Forest vs Flora: Which Is Better?
Quick Verdict
- Choose Forest if: You want the most established tree-growing focus app with real tree planting and a massive user base
- Choose Flora if: You want a similar concept with shared accountability features and a focus on habit tracking
Forest in 30 Seconds
Forest pioneered the virtual-tree-growing focus app category. Start a focus session, and a tree begins growing. Leave the app or open a distraction, and the tree dies. Complete sessions to earn coins, unlock tree species, and fund real tree planting through Trees for the Future. Over 50 million downloads. iOS ($3.99 one-time), Android (free with ads), Chrome extension available.
Flora in 30 Seconds
Flora takes the tree-growing concept and adds multiplayer accountability. You can link with friends, family, or study groups — if anyone in the group touches their phone during a session, everyone's tree dies. Flora also includes habit tracking, to-do lists, and a more expansive virtual garden system. Available on iOS and Android, freemium with premium features.
Feature Comparison
| Feature | Forest | Flora |
|---|---|---|
| Core concept | Grow trees during focus sessions | Grow trees during focus sessions |
| Multiplayer accountability | Limited — friend planting | Core feature — shared tree death |
| Habit tracking | No | Yes — built-in |
| To-do integration | No | Yes |
| Tree variety | 60+ species | Growing collection |
| Real tree planting | Yes — Trees for the Future | Yes — partnership programs |
| Chrome extension | Yes | No |
| Platforms | iOS, Android, Chrome | iOS, Android |
| iOS pricing | ~$3.99 one-time | Freemium |
| Android pricing | Free with ads | Freemium |
| User base | 50M+ | Growing |
Key Differences
Social Accountability
Flora's killer feature is shared tree death. When you create a group session, every participant's tree depends on every other participant's phone discipline. If your friend picks up their phone, your tree dies too. This creates genuine social pressure that Forest's solo-focused design doesn't replicate. If you study or work with others, Flora's group accountability is powerful.
Feature Scope
Flora tries to be more than a focus timer — it includes habit tracking and to-do lists. Forest stays focused on one thing: timed focus sessions with tree rewards. If you want an all-in-one productivity tool, Flora covers more ground. If you want a clean, single-purpose focus timer, Forest's simplicity is appealing.
Maturity and Polish
Forest has been around longer, has 50 million+ downloads, and is thoroughly polished. Flora is newer with a smaller user base. Forest's tree animations, sound design, and overall UI feel refined. Flora is catching up but doesn't yet match Forest's level of polish.
Desktop Support
Forest has a Chrome extension for blocking distracting websites during focus sessions. Flora doesn't. If your distraction problem extends to laptop browsing, Forest covers that.
Pricing
| Forest | Flora | |
|---|---|---|
| iOS | ~$3.99 one-time | Freemium |
| Android | Free with ads | Freemium |
| Chrome | Extension available | N/A |
| Real trees | Included (coin purchase) | Partnership programs |
Which Should You Choose?
You want the most proven, polished focus timer: Forest. 50 million downloads and years of refinement.

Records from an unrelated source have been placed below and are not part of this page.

//! Text formatting shared across CLI commands.
//!
//! Every formatter returns a `String` so handlers can be tested without
//! capturing stdout.

use std::fmt::Write;

use navden::charts::TrajectorySummary;
use navden::client::PollEvent;
use navden::demo::DemoFrame;
use navden::model::{
    BackendInfo, HealthStatus, JammingAnalysis, MissionMetrics, NavigationState, TrajectoryPoint,
    Vec2,
};
use navden::planner::MissionPlan;
use navden::session::DashboardSession;
use navden::stream::{StreamEvent, StreamMessage};

pub fn format_position(v: Vec2) -> String {
    format!("({:.2}, {:.2})", v.x, v.y)
}

pub fn format_health(health: &HealthStatus) -> String {
    let marker = if health.is_healthy() { "✓" } else { "✗" };
    format!(
        "{} {} v{}: {}",
        marker, health.service, health.version, health.status
    )
}

pub fn format_info(info: &BackendInfo) -> String {
    let mut out = format!("{} v{}\n", info.service, info.version);
    for (title, items) in [
        ("Capabilities", &info.capabilities),
        ("Algorithms", &info.algorithms),
        ("Sensors", &info.sensors_simulated),
    ] {
        let _ = writeln!(out, "\n{}:", title);
        if items.is_empty() {
            let _ = writeln!(out, "  (none)");
        }
        for item in items {
            let _ = writeln!(out, "  - {}", item);
        }
    }
    out
}

pub fn format_state(time: f64, state: &NavigationState) -> String {
    let gps = if state.gps_available {
        "ACTIVE"
    } else {
        "JAMMED"
    };
    let mut out = String::new();
    let _ = writeln!(out, "Time:        {:.2} s", time);
    let _ = writeln!(out, "True:        {}", format_position(state.true_position));
    let _ = writeln!(
        out,
        "Estimated:   {}",
        format_position(state.estimated_position)
    );
    let _ = writeln!(out, "Error:       {:.2} m", state.error);
    let _ = writeln!(out, "Confidence:  {:.1}%", state.confidence);
    let _ = writeln!(
        out,
        "Speed:       {:.2} m/s  heading {:.1}°",
        state.speed(),
        state.heading.to_degrees()
    );
    let _ = writeln!(out, "GPS:         {}", gps);
    let _ = writeln!(out, "Mode:        {}", state.navigation_mode);
    let _ = writeln!(
        out,
        "Waypoint:    {}",
        format_position(state.current_waypoint)
    );
    let _ = write!(out, "Progress:    {:.1}%", state.mission_progress);
    out
}

pub fn format_metrics(metrics: &MissionMetrics) -> String {
    let mut out = String::new();
    let _ = writeln!(
        out,
        "Waypoints:       {}/{}",
        metrics.waypoints_reached, metrics.total_waypoints
    );
    let _ = writeln!(out, "Progress:        {:.1}%", metrics.mission_progress);
    let _ = writeln!(out, "Success rate:    {:.1}%", metrics.mission_success_rate);
    let _ = writeln!(out, "Max error:       {:.2} m", metrics.max_position_error);
    let _ = writeln!(out, "Confidence:      {:.1}%", metrics.final_confidence);
    let _ = writeln!(out, "Distance:        {:.1} m", metrics.total_distance);
    let _ = writeln!(out, "Time:            {:.2} s", metrics.current_time);
    let _ = write!(
        out,
        "Navigation:      {}{}",
        metrics.navigation_mode,
        if metrics.gps_jammed {
            " (GPS jammed)"
        } else {
            ""
        }
    );
    out
}

pub fn format_analysis(analysis: &JammingAnalysis) -> String {
    let mut out = String::new();
    let _ = writeln!(
        out,
        "Jamming window:  {:.1}s - {:.1}s ({:.1}s)",
        analysis.jam_start_time, analysis.jam_end_time, analysis.jam_duration
    );
    let _ = writeln!(out, "Error before:    {:.2} m", analysis.error_before_jam);
    let _ = writeln!(
        out,
        "Peak during:     {:.2} m",
        analysis.peak_error_during_jam
    );
    let _ = writeln!(
        out,
        "Error after:     {:.2} m",
        analysis.error_after_recovery
    );
    let _ = writeln!(out, "Recovery time:   {:.1} s", analysis.recovery_time);
    let _ = write!(
        out,
        "Increase factor: {:.2}x",
        analysis.error_increase_factor
    );
    out
}

pub fn format_summary(summary: &TrajectorySummary) -> String {
    format!(
        "{} samples over {:.1}s, mean error {:.2} m (max {:.2}), \
         confidence {:.1}% at end (min {:.1}%), {} jammed",
        summary.samples,
        summary.duration,
        summary.mean_error,
        summary.max_error,
        summary.final_confidence,
        summary.min_confidence,
        summary.jammed_samples
    )
}

/// Fixed-width trajectory table.
pub fn format_trajectory_table(points: &[TrajectoryPoint]) -> String {
    if points.is_empty() {
        return "No data available".to_string();
    }

    let mut out = format!(
        "{:>8}  {:>18}  {:>18}  {:>7}  {:>6}  {:<6}  {:<6}\n",
        "TIME", "TRUE", "ESTIMATED", "ERROR", "CONF", "GPS", "MODE"
    );
    for p in points {
        let _ = writeln!(
            out,
            "{:>8.2}  {:>18}  {:>18}  {:>7.2}  {:>6.1}  {:<6}  {:<6}",
            p.time,
            format_position(p.true_position()),
            format_position(p.estimated_position()),
            p.error,
            p.confidence,
            p.gps_status,
            p.nav_mode
        );
    }
    out.pop();
    out
}

pub fn format_plan(plan: &MissionPlan, start: Vec2) -> String {
    if plan.is_empty() {
        return "No waypoints planned".to_string();
    }

    let mut out = format!("{:>4}  {:>4}  {:>8}  {:>8}\n", "#", "ID", "X", "Y");
    for (index, waypoint) in plan.waypoints().iter().enumerate() {
        let _ = writeln!(
            out,
            "{:>4}  {:>4}  {:>8.1}  {:>8.1}",
            index + 1,
            waypoint.id,
            waypoint.x,
            waypoint.y
        );
    }
    let _ = write!(
        out,
        "\n{} waypoints, route length {:.1} m from {}",
        plan.len(),
        plan.total_length(start),
        format_position(start)
    );
    out
}

/// One log line per demo tick (headless mode).
pub fn format_demo_frame(frame: &DemoFrame) -> String {
    format!(
        "t={:>6.2}s true={} est={} drift={:.2} conf={:.0}% gps={} wp={}/{}{}",
        frame.time,
        format_position(frame.true_position),
        format_position(frame.estimated_position),
        frame.drift,
        frame.confidence,
        if frame.is_jammed() { "JAMMED" } else { "ACTIVE" },
        frame.waypoints_reached,
        frame.total_waypoints,
        if frame.finished { " [finished]" } else { "" }
    )
}

/// One log line per stream event (headless mode).
pub fn format_stream_event(event: &StreamEvent) -> String {
    match event {
        StreamEvent::Connected { url } => format!("Connected to {}", url),
        StreamEvent::Message(StreamMessage::Start(start)) => format!(
            "{}: {} steps over {:.1}s",
            start.message, start.total_steps, start.total_duration
        ),
        StreamEvent::Message(StreamMessage::Update(update)) => format!(
            "t={:>6.2}s [{:>5.1}%] true={} est={} err={:.2} conf={:.1}% gps={}",
            update.time,
            update.progress,
            format_position(update.data.true_position),
            format_position(update.data.estimated_position),
            update.data.error,
            update.data.confidence,
            update.data.gps_status
        ),
        StreamEvent::Message(StreamMessage::Complete(complete)) => format!(
            "{}\n{}",
            complete.message,
            format_metrics(&complete.final_metrics)
        ),
        StreamEvent::Message(StreamMessage::Error(error)) => {
            format!("Backend error: {}", error.message)
        }
        StreamEvent::Malformed(reason) => format!("Skipped malformed frame: {}", reason),
        StreamEvent::Closed(Some(reason)) => format!("Stream closed: {}", reason),
        StreamEvent::Closed(None) => "Stream closed".to_string(),
    }
}

/// One log line per REST poll (headless mode).
pub fn format_poll_event(event: &PollEvent) -> String {
    match event {
        PollEvent::Results(results) => format!(
            "Simulation {}: {} samples\n{}",
            results.status,
            results.trajectory_data.len(),
            format_metrics(&results.metrics)
        ),
        PollEvent::Snapshot(snapshot) => match &snapshot.state {
            None => "Backend has no simulation yet".to_string(),
            Some(current) => format!(
                "t={:>6.2}s [{:>5.1}%] true={} est={} err={:.2} conf={:.1}% gps={} samples={}",
                current.time,
                current.state.mission_progress,
                format_position(current.state.true_position),
                format_position(current.state.estimated_position),
                current.state.error,
                current.state.confidence,
                if current.state.gps_available {
                    "ACTIVE"
                } else {
                    "JAMMED"
                },
                snapshot.trajectory.len()
            ),
        },
        PollEvent::Failed(reason) => format!("Poll failed: {}", reason),
    }
}

/// Closing summary printed after `watch`, `view` or `demo`.
pub fn format_session_summary(session: &DashboardSession) -> String {
    let mut out = String::from("Session summary\n---------------\n");
    match navden::charts::summarize(session.trajectory()) {
        Some(summary) => {
            let _ = writeln!(out, "{}", format_summary(&summary));
        }
        None => {
            let _ = writeln!(out, "No data available");
        }
    }
    if let Some(metrics) = session.metrics() {
        let _ = writeln!(out, "\n{}", format_metrics(metrics));
    }
    if let Some(analysis) = session.analysis() {
        let _ = writeln!(out, "\n{}", format_analysis(analysis));
    }
    if session.malformed_frames() > 0 {
        let _ = writeln!(
            out,
            "Skipped {} malformed frames",
            session.malformed_frames()
        );
    }
    if let Some(error) = session.last_error() {
        let _ = writeln!(out, "Last error: {}", error);
    }
    out.pop();
    out
}

#[cfg(test)]
mod tests {
    use super::*;
    use navden::model::{GpsStatus, NavigationMode};

    fn point(time: f64) -> TrajectoryPoint {
        TrajectoryPoint {
            time,
            true_x: 1.0,
            true_y: 2.0,
            est_x: 1.5,
            est_y: 2.25,
            error: 0.56,
            confidence: 91.0,
            gps_status: GpsStatus::Jammed,
            nav_mode: NavigationMode::Sensor,
        }
    }

    #[test]
    fn test_format_position() {
        assert_eq!(format_position(Vec2::new(1.0, -2.345)), "(1.00, -2.35)");
    }

    #[test]
    fn test_trajectory_table() {
        let table = format_trajectory_table(&[point(0.1), point(0.2)]);
        let lines: Vec<&str> = table.lines().collect();
        assert_eq!(lines.len(), 3);
        assert!(lines[0].contains("ESTIMATED"));
        assert!(lines[1].contains("(1.50, 2.25)"));
        assert!(lines[1].contains("JAMMED"));
        assert!(lines[2].trim_start().starts_with("0.20"));
    }

    #[test]
    fn test_empty_table_placeholder() {
        assert_eq!(format_trajectory_table(&[]), "No data available");
    }

    #[test]
    fn test_format_metrics() {
        let metrics = MissionMetrics {
            waypoints_reached: 3,
            total_waypoints: 5,
            gps_jammed: true,
            navigation_mode: NavigationMode::Sensor,
            ..Default::default()
        };
        let text = format_metrics(&metrics);
        assert!(text.contains("Waypoints:       3/5"));
        assert!(text.ends_with("SENSOR (GPS jammed)"));
    }

    #[test]
    fn test_format_analysis() {
        let analysis = JammingAnalysis {
            jam_start_time: 3.0,
            jam_end_time: 6.0,
            jam_duration: 3.0,
            error_increase_factor: 2.5,
            ..Default::default()
        };
        let text = format_analysis(&analysis);
        assert!(text.starts_with("Jamming window:  3.0s - 6.0s (3.0s)"));
        assert!(text.ends_with("2.50x"));
    }

    #[test]
    fn test_format_plan() {
        let plan = MissionPlan::from_positions([Vec2::new(3.0, 4.0)]);
        let text = format_plan(&plan, Vec2::ZERO);
        assert!(text.contains("1 waypoints, route length 5.0 m"));
        assert_eq!(
            format_plan(&MissionPlan::new(), Vec2::ZERO),
            "No waypoints planned"
        );
    }

    #[test]
    fn test_format_stream_event() {
        assert_eq!(
            format_stream_event(&StreamEvent::Closed(None)),
            "Stream closed"
        );
        assert_eq!(
            format_stream_event(&StreamEvent::Malformed("oops".to_string())),
            "Skipped malformed frame: oops"
        );
    }

    #[test]
    fn test_format_poll_event() {
        use navden::client::BackendSnapshot;
        use navden::model::CurrentState;

        assert_eq!(
            format_poll_event(&PollEvent::Snapshot(Box::default())),
            "Backend has no simulation yet"
        );
        assert_eq!(
            format_poll_event(&PollEvent::Failed("timeout".to_string())),
            "Poll failed: timeout"
        );

        let state: NavigationState = serde_json::from_str(
            r#"{"true_position": [1.0, 2.0], "estimated_position": [1.5, 2.0],
                "error": 0.5, "confidence": 88.0, "gps_available": false,
                "mission_progress": 40.0}"#,
        )
        .unwrap();
        let line = format_poll_event(&PollEvent::Snapshot(Box::new(BackendSnapshot {
            state: Some(CurrentState { time: 4.2, state }),
            trajectory: vec![point(4.1), point(4.2)],
            ..Default::default()
        })));
        assert!(line.starts_with("t=  4.20s [ 40.0%]"));
        assert!(line.contains("gps=JAMMED"));
        assert!(line.ends_with("samples=2"));
    }

    #[test]
    fn test_session_summary() {
        use navden::session::SessionSource;

        let mut session = DashboardSession::new(SessionSource::Stream);
        assert!(format_session_summary(&session).ends_with("No data available"));

        session.replace_trajectory(vec![point(0.1), point(0.2)]);
        session.record_error("Stopped by user");
        let text = format_session_summary(&session);
        assert!(text.contains("2 samples"));
        assert!(text.ends_with("Last error: Stopped by user"));
    }

    #[test]
    fn test_format_health() {
        let health = HealthStatus {
            status: "healthy".to_string(),
            service: "NAVDEN".to_string(),
            version: "1.0.0".to_string(),
        };
        assert_eq!(format_health(&health), "✓ NAVDEN v1.0.0: healthy");
    }
}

You want group accountability where friends keep each other honest: Flora. Shared tree death is genuinely effective as social pressure.
You want desktop browser blocking too: Forest. Its Chrome extension covers laptop distractions.
You want habit tracking alongside focus sessions: Flora. Built-in habit tracking saves you from needing a separate app.
You want a one-time purchase: Forest on iOS at $3.99. Flora's freemium model involves ongoing costs for premium features.
You study in groups: Flora. The multiplayer focus sessions are purpose-built for this.
Frequently Asked Questions
Does Flora's shared tree death actually reduce phone use in groups? Yes. Social accountability — especially when your actions affect others — is one of the strongest behavior-change mechanisms. Users report that the guilt of killing a friend's tree is a stronger motivator than personal tree death.
Can I use Forest for all-day app blocking? Not practically. Forest is designed for timed sessions (typically 25-120 minutes). For all-day app blocking, you need a dedicated blocker like Opal, ScreenZen, or — for a faith-based option — FaithLock.
Which app has planted more real trees? Forest has planted significantly more due to its much larger user base (50M+ users). Both support tree-planting partnerships, but Forest's scale gives it a substantial lead in real-world environmental impact.
Are there other apps that combine social accountability with focus? Opal offers Gem sessions and team challenges. Clearspace has group challenges. But for the specific "growing a tree together" mechanic, Forest and Flora are the main options.
Can I switch from Forest to Flora without losing my tree collection? No. Each app maintains its own tree collection, and there's no data migration between them. You'd start fresh.